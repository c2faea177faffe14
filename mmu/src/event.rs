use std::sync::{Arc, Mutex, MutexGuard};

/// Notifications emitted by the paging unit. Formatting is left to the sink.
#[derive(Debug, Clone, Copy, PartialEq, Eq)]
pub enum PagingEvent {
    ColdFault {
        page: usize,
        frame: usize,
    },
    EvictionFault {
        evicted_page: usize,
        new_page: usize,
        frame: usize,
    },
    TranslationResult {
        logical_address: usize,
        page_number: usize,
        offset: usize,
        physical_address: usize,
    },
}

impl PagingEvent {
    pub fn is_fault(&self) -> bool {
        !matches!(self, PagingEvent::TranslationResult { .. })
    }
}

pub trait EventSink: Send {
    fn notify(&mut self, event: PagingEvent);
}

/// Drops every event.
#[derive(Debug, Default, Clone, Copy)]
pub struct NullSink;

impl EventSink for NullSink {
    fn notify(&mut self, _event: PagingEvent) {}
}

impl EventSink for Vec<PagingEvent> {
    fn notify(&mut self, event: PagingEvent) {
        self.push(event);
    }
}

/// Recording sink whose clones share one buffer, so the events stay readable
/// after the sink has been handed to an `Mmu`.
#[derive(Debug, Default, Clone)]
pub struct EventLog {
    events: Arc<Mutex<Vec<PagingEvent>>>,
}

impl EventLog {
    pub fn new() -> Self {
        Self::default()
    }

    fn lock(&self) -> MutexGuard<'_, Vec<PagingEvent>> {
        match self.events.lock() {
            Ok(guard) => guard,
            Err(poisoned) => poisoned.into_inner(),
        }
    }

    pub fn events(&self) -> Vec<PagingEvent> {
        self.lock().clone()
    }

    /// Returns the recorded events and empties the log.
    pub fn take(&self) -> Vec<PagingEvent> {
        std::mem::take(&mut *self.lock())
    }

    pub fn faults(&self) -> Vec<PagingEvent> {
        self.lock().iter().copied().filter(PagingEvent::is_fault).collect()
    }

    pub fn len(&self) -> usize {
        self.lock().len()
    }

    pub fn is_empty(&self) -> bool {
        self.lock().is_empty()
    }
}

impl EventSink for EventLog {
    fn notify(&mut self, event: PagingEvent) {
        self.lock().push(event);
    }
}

==

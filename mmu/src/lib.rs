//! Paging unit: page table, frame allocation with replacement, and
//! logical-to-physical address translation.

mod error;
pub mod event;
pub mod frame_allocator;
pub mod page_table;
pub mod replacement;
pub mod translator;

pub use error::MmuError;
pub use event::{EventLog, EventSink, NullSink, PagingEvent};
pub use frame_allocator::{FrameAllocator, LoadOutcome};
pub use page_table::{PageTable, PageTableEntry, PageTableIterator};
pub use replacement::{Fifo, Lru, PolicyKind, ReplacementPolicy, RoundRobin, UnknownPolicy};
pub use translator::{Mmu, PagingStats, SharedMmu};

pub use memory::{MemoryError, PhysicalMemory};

Task to carry out - All that belongs in the answer is the run of lines above from the line containing "Self::default()" through the line containing "pub fn len(&self)", exactly as written.

Response box -
        Self::default()
    }

    fn lock(&self) -> MutexGuard<'_, Vec<PagingEvent>> {
        match self.events.lock() {
            Ok(guard) => guard,
            Err(poisoned) => poisoned.into_inner(),
        }
    }

    pub fn events(&self) -> Vec<PagingEvent> {
        self.lock().clone()
    }

    /// Returns the recorded events and empties the log.
    pub fn take(&self) -> Vec<PagingEvent> {
        std::mem::take(&mut *self.lock())
    }

    pub fn faults(&self) -> Vec<PagingEvent> {
        self.lock().iter().copied().filter(PagingEvent::is_fault).collect()
    }

    pub fn len(&self) -> usize {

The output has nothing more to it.